• YOUR INSTRUCTIONS:
Nothing but a number is needed: the count of lines below that include "impl".

• RECORDS FOR PROCESSING:
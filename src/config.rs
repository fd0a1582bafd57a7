//! Simulator configuration parsed from environment variables.

#[cfg(test)]
#[path = "config_test.rs"]
mod config_test;

use crate::consts::{DEFAULT_CANVAS_HEIGHT, DEFAULT_CANVAS_WIDTH};

pub const DEFAULT_EC50: f64 = 0.5;
pub const DEFAULT_HILL_N: f64 = 1.5;
pub const DEFAULT_BATH_VOLUME: f64 = 20.0;
pub const DEFAULT_MAX_ANGLE_DEG: f64 = 20.0;
pub const DEFAULT_WASH_DURATION_MS: f64 = 1500.0;
pub const DEFAULT_INJECT_DURATION_MS: f64 = 3000.0;
pub const DEFAULT_WASH_DECAY_K: f64 = 5.0;
pub const DEFAULT_INJECT_STEEPNESS: f64 = 10.0;
pub const DEFAULT_INJECT_SCROLL_BUDGET: f64 = 60.0;
pub const DEFAULT_WASH_SCROLL_NUDGE: f64 = 20.0;
pub const DEFAULT_VIEWPORT_PADDING: f64 = 40.0;
pub const DEFAULT_VIEWPORT_MAX_HEIGHT: f64 = 600.0;

/// Error returned by [`SimulatorConfig::from_env`] and [`SimulatorConfig::validate`].
#[derive(Debug, thiserror::Error, PartialEq)]
pub enum ConfigError {
    #[error("{field} is out of range: {value}")]
    Invalid { field: &'static str, value: f64 },
}

/// Dose-response curve constants.
#[derive(Debug, Clone, Copy, PartialEq)]
pub struct DoseResponse {
    /// Bath concentration producing half the maximal response.
    pub ec50: f64,
    /// Hill coefficient.
    pub hill_n: f64,
    /// Organ bath volume used to dilute the dose.
    pub bath_volume: f64,
}

/// Timeline durations and easing constants.
#[derive(Debug, Clone, Copy, PartialEq)]
pub struct TimelineTuning {
    pub wash_duration_ms: f64,
    pub inject_duration_ms: f64,
    /// Decay rate `k` in the wash easing `1 - e^(-k p)`.
    pub wash_decay_k: f64,
    /// Logistic slope of the injection S-curve.
    pub inject_steepness: f64,
    /// Total scroll applied to a region over one injection.
    pub inject_scroll_budget: f64,
    /// Scroll spacing added after a wash completes.
    pub wash_scroll_nudge: f64,
}

#[derive(Debug, Clone, Copy, PartialEq)]
pub struct SimulatorConfig {
    pub dose: DoseResponse,
    /// Lever rotation, in degrees, at a 100% response.
    pub max_angle_deg: f64,
    pub timeline: TimelineTuning,
    /// Horizontal padding subtracted from the container before fitting.
    pub viewport_padding: f64,
    /// Cap on the usable container height.
    pub viewport_max_height: f64,
    pub default_canvas_width: f64,
    pub default_canvas_height: f64,
}

impl Default for SimulatorConfig {
    fn default() -> Self {
        Self {
            dose: DoseResponse { ec50: DEFAULT_EC50, hill_n: DEFAULT_HILL_N, bath_volume: DEFAULT_BATH_VOLUME },
            max_angle_deg: DEFAULT_MAX_ANGLE_DEG,
            timeline: TimelineTuning {
                wash_duration_ms: DEFAULT_WASH_DURATION_MS,
                inject_duration_ms: DEFAULT_INJECT_DURATION_MS,
                wash_decay_k: DEFAULT_WASH_DECAY_K,
                inject_steepness: DEFAULT_INJECT_STEEPNESS,
                inject_scroll_budget: DEFAULT_INJECT_SCROLL_BUDGET,
                wash_scroll_nudge: DEFAULT_WASH_SCROLL_NUDGE,
            },
            viewport_padding: DEFAULT_VIEWPORT_PADDING,
            viewport_max_height: DEFAULT_VIEWPORT_MAX_HEIGHT,
            default_canvas_width: DEFAULT_CANVAS_WIDTH,
            default_canvas_height: DEFAULT_CANVAS_HEIGHT,
        }
    }
}

impl SimulatorConfig {
    /// Build config from environment variables, falling back to defaults.
    ///
    /// Optional:
    /// - `KYMO_EC50`, `KYMO_HILL_N`, `KYMO_BATH_VOLUME`
    /// - `KYMO_MAX_ANGLE_DEG`
    /// - `KYMO_WASH_DURATION_MS`, `KYMO_INJECT_DURATION_MS`
    /// - `KYMO_WASH_DECAY_K`, `KYMO_INJECT_STEEPNESS`
    /// - `KYMO_INJECT_SCROLL_BUDGET`, `KYMO_WASH_SCROLL_NUDGE`
    /// - `KYMO_VIEWPORT_PADDING`, `KYMO_VIEWPORT_MAX_HEIGHT`
    ///
    /// Unparsable values are ignored; parsed values must still pass [`Self::validate`].
    ///
    /// # Errors
    ///
    /// Returns [`ConfigError::Invalid`] when a value is non-positive or not finite.
    pub fn from_env() -> Result<Self, ConfigError> {
        let d = Self::default();
        let cfg = Self {
            dose: DoseResponse {
                ec50: env_parse_f64("KYMO_EC50", d.dose.ec50),
                hill_n: env_parse_f64("KYMO_HILL_N", d.dose.hill_n),
                bath_volume: env_parse_f64("KYMO_BATH_VOLUME", d.dose.bath_volume),
            },
            max_angle_deg: env_parse_f64("KYMO_MAX_ANGLE_DEG", d.max_angle_deg),
            timeline: TimelineTuning {
                wash_duration_ms: env_parse_f64("KYMO_WASH_DURATION_MS", d.timeline.wash_duration_ms),
                inject_duration_ms: env_parse_f64("KYMO_INJECT_DURATION_MS", d.timeline.inject_duration_ms),
                wash_decay_k: env_parse_f64("KYMO_WASH_DECAY_K", d.timeline.wash_decay_k),
                inject_steepness: env_parse_f64("KYMO_INJECT_STEEPNESS", d.timeline.inject_steepness),
                inject_scroll_budget: env_parse_f64("KYMO_INJECT_SCROLL_BUDGET", d.timeline.inject_scroll_budget),
                wash_scroll_nudge: env_parse_f64("KYMO_WASH_SCROLL_NUDGE", d.timeline.wash_scroll_nudge),
            },
            viewport_padding: env_parse_f64("KYMO_VIEWPORT_PADDING", d.viewport_padding),
            viewport_max_height: env_parse_f64("KYMO_VIEWPORT_MAX_HEIGHT", d.viewport_max_height),
            ..d
        };
        cfg.validate()?;
        Ok(cfg)
    }

    /// Reject constants that would make the curve, easing, or fit degenerate.
    ///
    /// # Errors
    ///
    /// Returns [`ConfigError::Invalid`] naming the first offending field.
    pub fn validate(&self) -> Result<(), ConfigError> {
        let checks = [
            ("ec50", self.dose.ec50),
            ("hill_n", self.dose.hill_n),
            ("bath_volume", self.dose.bath_volume),
            ("max_angle_deg", self.max_angle_deg),
            ("wash_duration_ms", self.timeline.wash_duration_ms),
            ("inject_duration_ms", self.timeline.inject_duration_ms),
            ("wash_decay_k", self.timeline.wash_decay_k),
            ("inject_steepness", self.timeline.inject_steepness),
            ("viewport_max_height", self.viewport_max_height),
            ("default_canvas_width", self.default_canvas_width),
            ("default_canvas_height", self.default_canvas_height),
        ];
        for (field, value) in checks {
            if !(value.is_finite() && value > 0.0) {
                return Err(ConfigError::Invalid { field, value });
            }
        }
        let non_negative = [
            ("inject_scroll_budget", self.timeline.inject_scroll_budget),
            ("wash_scroll_nudge", self.timeline.wash_scroll_nudge),
            ("viewport_padding", self.viewport_padding),
        ];
        for (field, value) in non_negative {
            if !(value.is_finite() && value >= 0.0) {
                return Err(ConfigError::Invalid { field, value });
            }
        }
        Ok(())
    }
}

fn env_parse_f64(key: &str, default: f64) -> f64 {
    match std::env::var(key) {
        Ok(raw) => raw.trim().parse::<f64>().unwrap_or(default),
        Err(_) => default,
    }
}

• EXPECTED ANSWER:
2